Pandora Redux: Weird ad model

May 31st, 2007

At the requisite weekend BBQ, I chatted with my friend Caroline, a relative Internet newbie who is completely enthralled with all things online. I had told her about Pandora Internet Radio, and she was telling someone else about it, which reminded me that I hadn’t listened in a while. So, today, while working, I logged in to Pandora.

Wow, it’s really changed since the last time I saw it.

The whole interface received an upgrade, which is nice, but I have to say their ad model is just, well, weird. I initially could not figure out why there was a strange looking pair of legs on the page. Then, I see that I am invited to listen to “Schick Quattro Radio for Women,” or add it to my radio list. Now why would I do that? I mean, do I care that much about what razor I use that it is somehow related to my music choices? This is some weird-ass brand extension idea. I would be extremely curious to see what kind of impact this has.
I did also see the opportunity to listen to radio stations put together by Budweiser, which seems more likely because listening to music somehow seems more related to drinking beer than shaving my legs.

I decided to click through on the Schick ad, and it just got weirder. I was offered a free leg reading –uh, what? Somebody actually got paid to come up with the oddest idea for a viral campaign I think that I have ever seen. And odd here is not good, I can’t actually believe that someone would actually send this to a person, wasting bandwidth in the process. I only did it so I could blog about how weird it is.

With my fake name (Eunice), I selected pictures of what kind of shoes (flip-flops, sneakers, heels), clothes, and toe nails (painted, unpainted, tattooed) to get my leg reading — which it turns out is a really dumb ad for these new razors for women. The lack of imagination and fun value that’s required for a successful viral campaign is not anywhere to be found in this campaign.

But this is really besides the point. Really what I cannot figure out is why I would want to listen to song selections made by Schick. Especially if I am making my own radio stations on Pandora because I think I know what I like.

Wefeelfine.org: another useless (but addictive) social media adventure

May 22nd, 2007

Today someone told me about We Feel Fine, a very addictive site that basically takes keyword search strings and organizes them by feeling (such as happy, sad, excited, masochistic, etc), then represents them in different ways — text are dots, the colors represent a feeling; squares are pictures — and then lets you decide how you want to view the mass of feelings posted to the Internet. There are six different “movements” to choose from, including just having murmurs, or the sentences where the words appear, come up one after another on the screen. I am in no way doing justice to the very cool UI they have put together. Some of the information isn’t quite right, but still, I had fun today looking at women’s feelings in the city of Baghdad, Iraq today (kind of depressing), and also people in Israel. You can even narrow your search by weather, which is kind of funny too.

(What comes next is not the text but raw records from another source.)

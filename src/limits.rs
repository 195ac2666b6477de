// Input and store size limits.

pub const MAX_RESOURCE_ID_LEN: usize = 64;
pub const MAX_USER_LEN: usize = 64;
pub const MAX_RESERVATIONS: usize = 100_000;

/// Longest booking accepted by a Reserve, in minutes.
pub const DEFAULT_MAX_DURATION_MINUTES: i64 = 120;

/// How far ahead of "now" a new reservation triggers an upcoming notice.
pub const DEFAULT_NOTICE_WINDOW_MINUTES: i64 = 60;
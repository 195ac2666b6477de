use chrono::NaiveDate;

use crate::model::*;

use super::store::ReservationStore;
use super::EngineError;

/// First reservation on the same resource and date whose span overlaps `span`,
/// skipping `exclude` (the entry being replaced by a reprogram).
pub(crate) fn find_conflict<'a>(
    store: &'a ReservationStore,
    resource_id: &'a str,
    date: NaiveDate,
    span: &Span,
    exclude: Option<&ReservationKey>,
) -> Option<&'a Reservation> {
    store
        .matching(resource_id, date)
        .filter(|r| exclude != Some(&r.key))
        .find(|r| r.span.overlaps(span))
}

pub(crate) fn check_no_conflict(
    store: &ReservationStore,
    resource_id: &str,
    date: NaiveDate,
    span: &Span,
    exclude: Option<&ReservationKey>,
) -> Result<(), EngineError> {
    match find_conflict(store, resource_id, date, span, exclude) {
        Some(existing) => Err(EngineError::OverlappingReservation {
            existing: existing.key.clone(),
        }),
        None => Ok(()),
    }
}

/// Spans must be non-empty and no longer than `max_minutes`.
pub(crate) fn validate_span(span: &Span, start: &str, end: &str, max_minutes: i64) -> Result<(), EngineError> {
    if span.start >= span.end {
        return Err(EngineError::InvertedTimeRange {
            start: start.to_string(),
            end: end.to_string(),
        });
    }
    let minutes = span.duration_minutes();
    if minutes > max_minutes {
        return Err(EngineError::DurationExceeded { minutes, max: max_minutes });
    }
    Ok(())
}
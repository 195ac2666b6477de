use chrono::NaiveDate;
use tracing::info;

use crate::model::*;
use crate::time::{combine, duration_minutes, parse_clock_time, parse_date};

use super::conflict::{check_no_conflict, validate_span};
use super::{Engine, EngineError};

/// Resolve a date and a pair of clock texts into a span. Times are checked before the date.
fn resolve_span(date: &str, start: &str, end: &str) -> Result<(NaiveDate, Span), EngineError> {
    let start_clock = parse_clock_time(start)?;
    let end_clock = parse_clock_time(end)?;
    let day = parse_date(date)?;
    Ok((day, Span::new(combine(day, start_clock), combine(day, end_clock))))
}

impl Engine {
    pub(super) fn reserve(
        &mut self,
        resource_id: &str,
        user: Option<String>,
        date: &str,
        start: &str,
        end: &str,
    ) -> Result<Outcome, EngineError> {
        let (day, span) = resolve_span(date, start, end)?;
        validate_span(&span, start, end, self.max_duration_minutes)?;
        self.check_limits(resource_id, user.as_deref())?;
        check_no_conflict(&self.store, resource_id, day, &span, None)?;

        let key = ReservationKey::new(resource_id, date, start, end);
        let reservation = Reservation {
            key: key.clone(),
            user,
            date: day,
            span,
        };
        let notice = self.upcoming_notice(&reservation);
        let info = reservation.info();
        self.store.insert(reservation)?;
        info!(%key, "reserved");

        if notice.is_some() {
            metrics::counter!(crate::observability::UPCOMING_NOTICES_TOTAL).increment(1);
        }
        Ok(Outcome::Reserved {
            reservation: info,
            notice,
        })
    }

    pub(super) fn cancel(
        &mut self,
        resource_id: &str,
        date: &str,
        start: &str,
        end: &str,
    ) -> Result<Outcome, EngineError> {
        let key = ReservationKey::new(resource_id, date, start, end);
        let removed = self.store.remove(&key)?;
        info!(%key, "cancelled");
        Ok(Outcome::Cancelled {
            reservation: removed.info(),
        })
    }

    /// Move a reservation to a new time range on the same resource and date.
    ///
    /// Only the formats of the new times are checked; the range itself is not
    /// validated for ordering or length.
    pub(super) fn reprogram(
        &mut self,
        resource_id: &str,
        date: &str,
        old_start: &str,
        old_end: &str,
        new_start: &str,
        new_end: &str,
    ) -> Result<Outcome, EngineError> {
        let old_key = ReservationKey::new(resource_id, date, old_start, old_end);
        let old = self
            .store
            .get(&old_key)
            .ok_or_else(|| EngineError::NoSuchReservation(old_key.clone()))?;
        let day = old.date;
        let user = old.user.clone();

        let span = Span::new(
            combine(day, parse_clock_time(new_start)?),
            combine(day, parse_clock_time(new_end)?),
        );
        check_no_conflict(&self.store, resource_id, day, &span, Some(&old_key))?;

        let new_key = ReservationKey::new(resource_id, date, new_start, new_end);
        if new_key != old_key && self.store.contains(&new_key) {
            return Err(EngineError::DuplicateKey(new_key));
        }

        let old = self.store.remove(&old_key)?;
        let replacement = Reservation {
            key: new_key,
            user,
            date: day,
            span,
        };
        let new_info = replacement.info();
        info!(old = %old.key, new = %replacement.key, "reprogrammed");
        self.store.insert(replacement)?;

        Ok(Outcome::Reprogrammed {
            old: old.info(),
            new: new_info,
        })
    }

    fn upcoming_notice(&self, reservation: &Reservation) -> Option<UpcomingNotice> {
        let now = self.clock.now();
        let start = reservation.span.start;
        let window_secs = self.notice_window_minutes.saturating_mul(60);
        if start < now || (start - now).num_seconds() > window_secs {
            return None;
        }
        Some(UpcomingNotice {
            resource_id: reservation.key.resource_id.clone(),
            start,
            minutes_until_start: duration_minutes(now, start),
        })
    }
}
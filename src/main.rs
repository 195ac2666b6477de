use std::path::PathBuf;

use tracing::info;

use salas::clock::SystemClock;
use salas::config::{Config, OutputFormat};
use salas::engine::Engine;
use salas::program;

fn main() -> Result<(), Box<dyn std::error::Error>> {
    tracing_subscriber::fmt().with_writer(std::io::stderr).init();

    let path = std::env::args_os()
        .nth(1)
        .map(PathBuf::from)
        .ok_or("usage: salas <program-file>")?;

    let config = Config::from_env();
    salas::observability::init(config.metrics_port)?;

    info!("salas running {}", path.display());
    info!("  max_duration: {} min", config.max_duration_minutes);
    info!("  notice_window: {} min", config.notice_window_minutes);

    let source = std::fs::read_to_string(&path)?;
    let mut engine = Engine::new(&config, Box::new(SystemClock));
    let results = program::run(&mut engine, &source);

    for line in &results {
        match config.output {
            OutputFormat::Json => println!("{}", line.to_json()?),
            OutputFormat::Text => match &line.result {
                Ok(outcome) => println!("{outcome}"),
                Err(e) => println!("{e}"),
            },
        }
    }

    info!(
        lines = results.len(),
        active = engine.store().len(),
        "program finished"
    );
    Ok(())
}
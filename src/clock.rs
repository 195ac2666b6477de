use chrono::NaiveDateTime;

/// Source of "now" for upcoming-reservation notices.
pub trait Clock {
    fn now(&self) -> NaiveDateTime;
}

/// Local wall-clock time. There is no timezone handling; reservations are local.
#[derive(Debug, Default, Clone, Copy)]
pub struct SystemClock;

impl Clock for SystemClock {
    fn now(&self) -> NaiveDateTime {
        chrono::Local::now().naive_local()
    }
}

/// Always returns the same instant.
#[derive(Debug, Clone, Copy)]
pub struct FixedClock(pub NaiveDateTime);

impl Clock for FixedClock {
    fn now(&self) -> NaiveDateTime {
        self.0
    }
}
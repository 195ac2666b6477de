use std::net::SocketAddr;

use crate::model::Command;

/// Counter: commands applied. Labels: command, status (`ok` or the error kind).
pub const COMMANDS_TOTAL: &str = "salas_commands_total";

/// Gauge: reservations currently held by the engine.
pub const RESERVATIONS_ACTIVE: &str = "salas_reservations_active";

/// Counter: reservations that started within the notice window.
pub const UPCOMING_NOTICES_TOTAL: &str = "salas_upcoming_notices_total";

/// Counter: program lines the reader could not parse.
pub const PARSE_ERRORS_TOTAL: &str = "salas_parse_errors_total";

/// Install Prometheus metrics exporter on the given port. No-op if port is None.
pub fn init(port: Option<u16>) -> Result<(), metrics_exporter_prometheus::BuildError> {
    let Some(port) = port else { return Ok(()) };
    let addr: SocketAddr = ([0, 0, 0, 0], port).into();
    metrics_exporter_prometheus::PrometheusBuilder::new()
        .with_http_listener(addr)
        .install()?;
    tracing::info!("metrics endpoint: http://0.0.0.0:{port}/metrics");
    Ok(())
}

/// Map a Command variant to a short label for metrics.
pub fn command_label(cmd: &Command) -> &'static str {
    match cmd {
        Command::Reserve { .. } => "reserve",
        Command::Cancel { .. } => "cancel",
        Command::List => "list",
        Command::Reprogram { .. } => "reprogram",
        Command::Blank => "blank",
    }
}
fn validate_attribute(
    attribute: &Attribute,
    value: &Value,
    path: &AttributePath,
    diagnostics: &mut Diagnostics,
) {
    match (attribute.presence, value) {
        (Presence::Required, Value::Null) => {
            diagnostics.push(Diagnostic::attribute_error(
                path,
                "Missing required argument",
                format!("The argument {:?} is required, but no definition was found.", attribute.name),
            ));
            return;
        }
        (_, Value::Null) => return,
        (Presence::Computed, _) => {
            diagnostics.push(Diagnostic::attribute_error(
                path,
                "Invalid Configuration for Read-Only Attribute",
                format!("Cannot set value for attribute {path}, it is computed by the provider."),
            ));
            return;
        }
        _ => {}
    }

    let type_ok = match (&attribute.kind, value) {
        (AttributeType::String, Value::String(_)) | (AttributeType::Bool, Value::Bool(_)) => true,
        (AttributeType::Int64, Value::Number(n)) => n.is_i64(),
        (AttributeType::StringList, Value::Array(items)) => items.iter().all(Value::is_string),
        (AttributeType::StringMap, Value::Object(entries)) => entries.values().all(Value::is_string),
        (AttributeType::StringListMap, Value::Object(entries)) => entries.values().all(|v| {
            v.as_array()
                .is_some_and(|items| items.iter().all(Value::is_string))
        }),
        (AttributeType::Object(children), Value::Object(object)) => {
            validate_object(children, object, path, diagnostics);
            true
        }
        (AttributeType::ObjectList(children), Value::Array(items)) => {
            for (i, item) in items.iter().enumerate() {
                let path = path.index(i);
                match item {
                    Value::Object(object) => validate_object(children, object, &path, diagnostics),
                    _ => diagnostics.push(type_mismatch(&path, "object")),
                }
            }
            true
        }
        _ => false,
    };

    if !type_ok {
        diagnostics.push(type_mismatch(path, expected_type(&attribute.kind)));
        return;
    }

    for validator in &attribute.validators {
        validator.check(path, value, diagnostics);
    }
}

fn expected_type(kind: &AttributeType) -> &'static str {
    match kind {
        AttributeType::String => "string",
        AttributeType::Bool => "bool",
        AttributeType::Int64 => "int64",
        AttributeType::StringList => "list of string",
        AttributeType::StringMap => "map of string",
        AttributeType::StringListMap => "map of list of string",
        AttributeType::Object(_) => "object",
        AttributeType::ObjectList(_) => "list of object",
    }
}

fn type_mismatch(path: &AttributePath, expected: &str) -> Diagnostic {
    Diagnostic::attribute_error(
        path,
        "Incorrect attribute value type",
        format!("Inappropriate value for attribute {path}: {expected} required."),
    )
}

#[cfg(test)]
mod tests {
    use rstest::rstest;
    use serde_json::json;

    use super::*;

    #[rstest]
    // every unit is optional, so the empty string is a duration too
    #[case("")]
    #[case("0")]
    #[case("30s")]
    #[case("1h30m")]
    #[case("500ms")]
    #[case("1y2w3d4h5m6s7ms")]
    fn duration_pass(#[case] value: &str) {
        assert!(DURATION.is_match(value));
    }

    #[rstest]
    #[case("30")]
    #[case("1.5h")]
    #[case("30 s")]
    #[case("m5")]
    #[case("5m1h")]
    fn duration_fail(#[case] value: &str) {
        assert!(!DURATION.is_match(value));
    }

    #[rstest]
    #[case("http://sd.example.org/targets")]
    #[case("https://sd")]
    fn http_url_pass(#[case] value: &str) {
        assert!(HTTP_URL.is_match(value));
    }

    #[rstest]
    #[case("ftp://sd.example.org")]
    #[case("https://")]
    #[case("sd.example.org")]
    fn http_url_fail(#[case] value: &str) {
        assert!(!HTTP_URL.is_match(value));
    }

    #[rstest]
    #[case("app")]
    #[case("app.kubernetes.io/name")]
    #[case("example.com/My_Key.v2")]
    fn qualified_name_pass(#[case] key: &str) {
        assert!(is_qualified_name(key).is_ok());
    }

    #[rstest]
    #[case("")]
    #[case("/name")]
    #[case("a/b/c")]
    #[case("-app")]
    #[case("app-")]
    #[case("Example.com/name")]
    #[case("a".repeat(64))]
    fn qualified_name_fail(#[case] key: String) {
        assert!(is_qualified_name(&key).is_err());
    }

    #[rstest]
    #[case("")]
    #[case("v1")]
    #[case("my_value.2")]
    fn label_value_pass(#[case] value: &str) {
        assert!(is_label_value(value).is_ok());
    }

    #[rstest]
    #[case("-v1")]
    #[case("has space")]
    #[case("a".repeat(64))]
    fn label_value_fail(#[case] value: String) {
        assert!(is_label_value(&value).is_err());
    }

    fn schema() -> Schema {
        Schema {
            description: "test",
            attributes: vec![
                Attribute::string("id").computed(),
                Attribute::string("name")
                    .required()
                    .validate(Validator::LengthAtLeast(1)),
                Attribute::string_map("labels").validate(Validator::Labels),
                Attribute::object_list(
                    "records",
                    vec![
                        Attribute::string("type").validate(Validator::OneOf(&["SRV", "A"])),
                        Attribute::int64("port"),
                        Attribute::string_list("names")
                            .required()
                            .validate(Validator::SizeAtLeast(1)),
                    ],
                ),
            ],
        }
    }

    #[test]
    fn valid_config_has_no_diagnostics() {
        let config = json!({
            "name": "web",
            "labels": {"app.kubernetes.io/name": "web"},
            "records": [{"type": "SRV", "port": null, "names": ["a.example.org"]}],
        });
        assert!(validate_config(&schema(), &config).is_empty());
    }

    #[test]
    fn reports_every_problem_with_its_path() {
        let config = json!({
            "id": "web/default",
            "name": "",
            "extra": true,
            "labels": {"-bad": "ok"},
            "records": [{"type": "TXT", "port": "80", "names": []}, {}],
        });
        let diagnostics = validate_config(&schema(), &config);
        let paths = diagnostics
            .iter()
            .filter_map(|d| d.attribute.as_ref().map(ToString::to_string))
            .collect::<Vec<_>>();

        assert_eq!(
            paths,
            vec![
                "extra",
                "id",
                "name",
                r#"labels["-bad"]"#,
                "records[0].type",
                "records[0].port",
                "records[0].names",
                "records[1].names",
            ]
        );
        assert!(!diagnostics.is_empty());
    }

    #[test]
    fn non_object_config_is_rejected() {
        let diagnostics = validate_config(&schema(), &json!([]));
        assert_eq!(diagnostics.len(), 1);
        assert_eq!(diagnostics.iter().next().map(|d| d.attribute.is_none()), Some(true));
    }
}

So, its cool, and I think it has way more value than Twitter, which I can’t seem to figure out the point of (though maybe it is because my friend list is so lame — no offense, friends). Plus, Twitter seems to be down half the time I think about Twittering. So, its just frustrating.

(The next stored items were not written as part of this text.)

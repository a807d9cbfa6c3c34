// Copyright 2026 ScrapeConfig Provider Maintainers
// SPDX-License-Identifier: Apache-2.0

//! Provider internals for the Prometheus Operator `ScrapeConfig` data sources

use crate::diagnostics::{Diagnostic, Diagnostics};

/// Generic Error for data source operations
#[derive(thiserror::Error, Debug)]
pub enum Error {
    /// Kubernetes API errors, including objects that do not exist
    #[error("Kube Error: {0}")]
    KubeError(#[from] kube::Error),

    /// The kubeconfig could not be loaded
    #[error("Kubeconfig Error: {0}")]
    KubeconfigError(#[from] kube::config::KubeconfigError),

    /// The provider handed something other than a Kubernetes client to a data source
    #[error("Unexpected provider data, expected {expected}")]
    UnexpectedProviderData {
        /// Type name the data source expected
        expected: &'static str,
    },

    /// A data source was read before the provider configured it
    #[error("Data source has no Kubernetes client, the provider is not configured")]
    NotConfigured,

    /// `serde_json` errors while converting Kubernetes objects
    #[error("Serialization Error: {0}")]
    SerializationError(#[from] serde_json::Error),

    /// The configuration does not fit the typed model
    #[error("State Decode Error: {0}")]
    StateDecodeError(#[source] serde_json::Error),

    /// `serde_yaml` errors while rendering manifests
    #[error("YAML Error: {0}")]
    YamlError(#[from] serde_yaml::Error),

    /// The configuration failed schema validation
    #[error("Invalid configuration:\n{0}")]
    InvalidConfiguration(Diagnostics),
}

impl Error {
    /// Converts the error into the diagnostic reported to the host
    pub fn diagnostic(&self) -> Diagnostic {
        let summary = match self {
            Error::KubeError(_) => "Unable to GET resource",
            Error::KubeconfigError(_) => "Unable to create Kubernetes client",
            Error::UnexpectedProviderData { .. } => "Unexpected Data Source Configure Type",
            Error::NotConfigured => "Unconfigured Data Source",
            Error::SerializationError(_) => "Unable to unmarshal resource",
            Error::StateDecodeError(_) => "Unable to decode configuration",
            Error::YamlError(_) => "Unable to marshal resource",
            Error::InvalidConfiguration(_) => "Invalid Configuration",
        };
        let detail = match self {
            Error::KubeError(e) => e.to_string(),
            Error::KubeconfigError(e) => e.to_string(),
            Error::SerializationError(e) | Error::StateDecodeError(e) => e.to_string(),
            Error::YamlError(e) => e.to_string(),
            Error::InvalidConfiguration(diagnostics) => diagnostics.to_string(),
            Error::UnexpectedProviderData { .. } | Error::NotConfigured => self.to_string(),
        };
        Diagnostic::error(summary, detail)
    }

    /// All diagnostics carried by the error
    pub fn into_diagnostics(self) -> Diagnostics {
        match self {
            Error::InvalidConfiguration(diagnostics) => diagnostics,
            other => other.diagnostic().into(),
        }
    }
}

/// Generic result type to be used by the data sources
pub type Result<T, E = Error> = std::result::Result<T, E>;

pub mod diagnostics;
pub mod provider;
pub mod schema;
pub mod scrape_config;
pub mod state;
pub mod telemetry;
pub mod validation;

pub use crate::provider::{Provider, ProviderConfig};
pub use crate::scrape_config::{ScrapeConfigDataSource, ScrapeConfigManifest};
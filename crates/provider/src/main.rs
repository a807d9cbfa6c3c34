//! Local driver for the `ScrapeConfig` data sources

use std::{
    io::{self, Read},
    path::{Path, PathBuf},
    process::ExitCode,
};

use anyhow::Context as _;
use clap::{Parser, Subcommand, ValueEnum};
use scrapeconfig_provider::{
    Provider, ProviderConfig, Result, ScrapeConfigDataSource, ScrapeConfigManifest, telemetry,
};
use serde_json::{Value, json};
use tracing::{error, instrument};

#[derive(Parser, Debug)]
#[command(version, about = "Reads and renders Prometheus Operator ScrapeConfig objects")]
struct Cli {
    #[command(subcommand)]
    command: Command,
}

#[derive(Subcommand, Debug)]
enum Command {
    /// Print the attribute tree of a data source as JSON
    Schema {
        #[arg(value_enum)]
        kind: Kind,
    },
    /// Read a ScrapeConfig from the cluster and print its state
    Read {
        #[arg(long)]
        name: String,
        #[arg(long, short)]
        namespace: String,
        /// Path of the kubeconfig file, `KUBECONFIG` and the in-cluster config are used when unset
        #[arg(long)]
        kubeconfig: Option<PathBuf>,
        /// Kubeconfig context
        #[arg(long)]
        context: Option<String>,
    },
    /// Render a manifest from a JSON configuration file, `-` reads stdin
    Render { file: PathBuf },
}

#[derive(ValueEnum, Clone, Copy, Debug)]
enum Kind {
    DataSource,
    Manifest,
}

fn read_config(file: &Path) -> anyhow::Result<Value> {
    let text = if file.as_os_str() == "-" {
        let mut text = String::new();
        io::stdin().read_to_string(&mut text)?;
        text
    } else {
        std::fs::read_to_string(file).with_context(|| format!("reading {}", file.display()))?
    };
    serde_json::from_str(&text).with_context(|| format!("parsing {}", file.display()))
}

async fn read_scrape_config(name: &str, namespace: &str, config: &ProviderConfig) -> Result<Value> {
    let mut provider = Provider::new();
    provider.configure(config).await?;
    provider
        .scrape_config_data_source()?
        .read(&json!({"metadata": {"name": name, "namespace": namespace}}))
        .await
}

#[instrument(level = "info", target = "provider::main", name = "run", skip(command))]
async fn run(command: Command) -> anyhow::Result<Result<Value>> {
    let outcome = match command {
        Command::Schema { kind } => {
            let schema = match kind {
                Kind::DataSource => ScrapeConfigDataSource::schema(),
                Kind::Manifest => ScrapeConfigManifest::schema(),
            };
            Ok(serde_json::to_value(schema)?)
        }
        Command::Read {
            name,
            namespace,
            kubeconfig,
            context,
        } => read_scrape_config(&name, &namespace, &ProviderConfig { kubeconfig, context }).await,
        Command::Render { file } => {
            let config = read_config(&file)?;
            Provider::new().scrape_config_manifest().read(&config)
        }
    };
    Ok(outcome)
}

#[tokio::main]
async fn main() -> anyhow::Result<ExitCode> {
    let _telemetry = telemetry::init()?;
    let cli = Cli::parse();

    match run(cli.command).await? {
        Ok(state) => {
            println!("{}", serde_json::to_string_pretty(&state)?);
            Ok(ExitCode::SUCCESS)
        }
        Err(err) => {
            error!(error = %err, "operation failed");
            println!("{}", serde_json::to_string_pretty(&err.into_diagnostics())?);
            Ok(ExitCode::FAILURE)
        }
    }
}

We Feel Fine is the perfect web lurker experience, kind of like PostSecret but with way more ways to slice the information, and it isn’t edited, like PostSecret is. Anyway, I find it very addictive.

That whole cell phone/wireless thing

May 18th, 2007

Yesterday, my son and I got new cell phones. We finally reached our two-year “you get a new phone now!” date — he was beyond excited, since he had a cheapy crap phone we bought on Ebay after he lost one nice phone skiing and sent another through the laundry (sound familiar, parents?). He decided on a V-Cast phone so he could get music on his phone. This V-Cast thing is quite the scam, as far as I can tell. The monthly fee only covers the airtime you’re accessing the V-Cast system so you don’t use your minutes. The songs are so incredibly expensive — $2/each — that I am amazed anyone decides to buy this service. Then again, what do I know, I’m not a teenager.

The craziest thing about the whole buying experience with Verizon is that I wanted to change my service level at the same time, since I apparently am such a big cell phone blabber that I blow past my minutes pretty consistently. But, every time you change anything on your plan, you automatically extend your plan by a year. So, according to the Verizon customer service guy, I should wait until the day after buying the new phone BEFORE changing my service level. Why? Because, and I know this is wacky math and all:

new phone = new 2-year contract
new service = new 1-year contract

Total: new 3-year contract

Basically, by changing phones and plans on the same day, they add these two together and come up with 3 years. By waiting 1 day, I add just 1 more day to my two year contract. Now, this has got to be the stupidest, customer-irritating thing — no wait, the whole contract thing really is, but this is just an extension on that whole story. Why isn’t their system as smart as that customer service agent?